- _Assigned task_
How many lines in the records below hold the string "next"? Answer with the number alone.

------

//! Suspension points for fibre bodies.
//!
//! Everything a fibre can await lives here:
//!
//! - [`yield_now`] - resume on the next tick.
//! - [`sleep`] / [`sleep_s`] - resume after a duration of epoch time.
//! - [`wait`] - resume once a predicate returns true.
//! - [`wait_timeout`] - as [`wait`], or after a timeout.
//! - [`join`] - resume once another fibre stops running.
//! - [`reschedule`] - yield and requeue at a new priority.
//! - [`move_to`] - transfer this fibre to another scheduler.
//!
//! `wait`/`wait_timeout`/`join` complete immediately when the condition
//! already holds; the others always suspend once. Each future stores its
//! resumption into the active fibre's promise on first poll, so awaiting them
//! outside a fibre body panics.

use crate::fibre::with_active_promise;
use crate::id::FibreId;
use crate::migrate::{PendingMove, SchedulerType};
use crate::resumption::{QueuePosition, Reschedule, Resumption, WaitCondition};
use std::future::Future;
use std::pin::Pin;
use std::sync::Arc;
use std::task::{Context, Poll};
use std::time::Duration;

/// Suspends the fibre until the next tick.
#[must_use = "suspension points do nothing unless awaited"]
pub fn yield_now() -> YieldNow {
    YieldNow { yielded: false }
}

/// Future of [`yield_now`].
#[derive(Debug)]
pub struct YieldNow {
    yielded: bool,
}

impl Future for YieldNow {
    type Output = ();

    fn poll(self: Pin<&mut Self>, _cx: &mut Context<'_>) -> Poll<()> {
        let this = self.get_mut();
        if this.yielded {
            return Poll::Ready(());
        }
        this.yielded = true;
        with_active_promise(|promise| promise.resumption = Resumption::immediate());
        Poll::Pending
    }
}

/// Suspends the fibre for `duration` of epoch time.
#[must_use = "suspension points do nothing unless awaited"]
pub fn sleep(duration: Duration) -> Sleep {
    sleep_s(duration.as_secs_f64())
}

/// Suspends the fibre for `seconds` of epoch time.
///
/// The deadline is measured against the driving scheduler's epoch, so under a
/// simulated clock a "second" is whatever the clock says it is.
#[must_use = "suspension points do nothing unless awaited"]
pub fn sleep_s(seconds: f64) -> Sleep {
    Sleep {
        seconds,
        slept: false,
    }
}

/// Future of [`sleep`] / [`sleep_s`].
#[derive(Debug)]
pub struct Sleep {
    seconds: f64,
    slept: bool,
}

impl Future for Sleep {
    type Output = ();

    fn poll(self: Pin<&mut Self>, _cx: &mut Context<'_>) -> Poll<()> {
        let this = self.get_mut();
        if this.slept {
            return Poll::Ready(());
        }
        this.slept = true;
        let seconds = this.seconds;
        with_active_promise(|promise| promise.resumption = Resumption::after(seconds));
        Poll::Pending
    }
}

/// Suspends the fibre until `condition` returns true.
///
/// Completes without suspending when the condition already holds.
#[must_use = "suspension points do nothing unless awaited"]
pub fn wait<F>(condition: F) -> Wait
where
    F: Fn() -> bool + Send + Sync + 'static,
{
    Wait {
        condition: Some(Arc::new(condition)),
        timeout_s: 0.0,
        suspended: false,
    }
}

/// Suspends the fibre until `condition` returns true or `timeout` elapses.
///
/// On timeout the fibre resumes with the predicate unchecked; re-evaluate it
/// to distinguish the two outcomes.
#[must_use = "suspension points do nothing unless awaited"]
pub fn wait_timeout<F>(condition: F, timeout: Duration) -> Wait
where
    F: Fn() -> bool + Send + Sync + 'static,
{
    Wait {
        condition: Some(Arc::new(condition)),
        timeout_s: timeout.as_secs_f64(),
        suspended: false,
    }
}

/// Future of [`wait`] / [`wait_timeout`].
pub struct Wait {
    condition: Option<WaitCondition>,
    timeout_s: f64,
    suspended: bool,
}

impl Future for Wait {
    type Output = ();

    fn poll(self: Pin<&mut Self>, _cx: &mut Context<'_>) -> Poll<()> {
        let this = self.get_mut();
        if this.suspended {
            return Poll::Ready(());
        }
        let condition = this.condition.take().expect("wait polled after first suspension");
        if condition() {
            return Poll::Ready(());
        }
        this.suspended = true;
        let timeout_s = this.timeout_s;
        with_active_promise(move |promise| {
            promise.resumption = Resumption::when(condition, timeout_s);
        });
        Poll::Pending
    }
}

impl std::fmt::Debug for Wait {
    fn fmt(&self, f: &mut std::fmt::Formatter<'_>) -> std::fmt::Result {
        f.debug_struct("Wait")
            .field("timeout_s", &self.timeout_s)
            .field("suspended", &self.suspended)
            .finish_non_exhaustive()
    }
}

/// Returns the id of the fibre currently executing on this thread.
///
/// Panics outside a fibre body.
#[must_use]
pub fn current_fibre_id() -> FibreId {
    with_active_promise(|promise| promise.id.clone())
}

/// Suspends the fibre until the fibre identified by `id` stops running.
///
/// Completes immediately when `id` is invalid or already finished. A fibre
/// joining itself degenerates to [`yield_now`].
#[must_use = "suspension points do nothing unless awaited"]
pub fn join(id: FibreId) -> JoinFibre {
    JoinFibre {
        id: Some(id),
        suspended: false,
    }
}

/// Future of [`join`].
#[derive(Debug)]
pub struct JoinFibre {
    id: Option<FibreId>,
    suspended: bool,
}

impl Future for JoinFibre {
    type Output = ();

    fn poll(self: Pin<&mut Self>, _cx: &mut Context<'_>) -> Poll<()> {
        let this = self.get_mut();
        if this.suspended {
            return Poll::Ready(());
        }
        let id = this.id.take().expect("join polled after first suspension");
        if !id.running() {
            return Poll::Ready(());
        }
        this.suspended = true;
        with_active_promise(move |promise| {
            if promise.id == id {
                // Waiting on ourselves would never release; degrade to a yield.
                promise.resumption = Resumption::immediate();
            } else {
                promise.resumption = Resumption::when(Arc::new(move || !id.running()), 0.0);
            }
        });
        Poll::Pending
    }
}

/// Yields and asks the driver to requeue this fibre at `priority`, joining
/// the queue at `position`.
#[must_use = "suspension points do nothing unless awaited"]
pub fn reschedule(priority: i32, position: QueuePosition) -> RescheduleRequest {
    RescheduleRequest {
        request: Reschedule { priority, position },
        yielded: false,
    }
}

/// Future of [`reschedule`].
#[derive(Debug)]
pub struct RescheduleRequest {
    request: Reschedule,
    yielded: bool,
}

impl Future for RescheduleRequest {
    type Output = ();

    fn poll(self: Pin<&mut Self>, _cx: &mut Context<'_>) -> Poll<()> {
        let this = self.get_mut();
        if this.yielded {
            return Poll::Ready(());
        }
        this.yielded = true;
        let request = this.request;
        with_active_promise(move |promise| {
            promise.resumption = Resumption::immediate();
            promise.reschedule = Some(request);
        });
        Poll::Pending
    }
}

/// Transfers this fibre to `target` after the suspension.
///
/// `priority` overrides the fibre's priority on arrival. The transfer is
/// attempted by the source driver right after this suspension; when the
/// target's inbound channel is full the fibre stays on the source and the
/// transfer is retried on every subsequent tick until it lands. The await
/// completes on the target.
#[must_use = "suspension points do nothing unless awaited"]
pub fn move_to<T>(target: &T, priority: Option<i32>) -> MoveTo
where
    T: SchedulerType + ?Sized,
{
    MoveTo {
        pending: Some(PendingMove::new(target.move_endpoint(), priority)),
        suspended: false,
    }
}

/// Future of [`move_to`].
pub struct MoveTo {
    pending: Option<PendingMove>,
    suspended: bool,
}

impl Future for MoveTo {
    type Output = ();

    fn poll(self: Pin<&mut Self>, _cx: &mut Context<'_>) -> Poll<()> {
        let this = self.get_mut();
        if this.suspended {
            return Poll::Ready(());
        }
        this.suspended = true;
        let pending = this.pending.take().expect("move_to polled after first suspension");
        with_active_promise(move |promise| {
            promise.resumption = Resumption::immediate();
            promise.pending_move = Some(pending);
        });
        Poll::Pending
    }
}

impl std::fmt::Debug for MoveTo {
    fn fmt(&self, f: &mut std::fmt::Formatter<'_>) -> std::fmt::Result {
        f.debug_struct("MoveTo")
            .field("suspended", &self.suspended)
            .finish_non_exhaustive()
    }
}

------

- _Solution_
2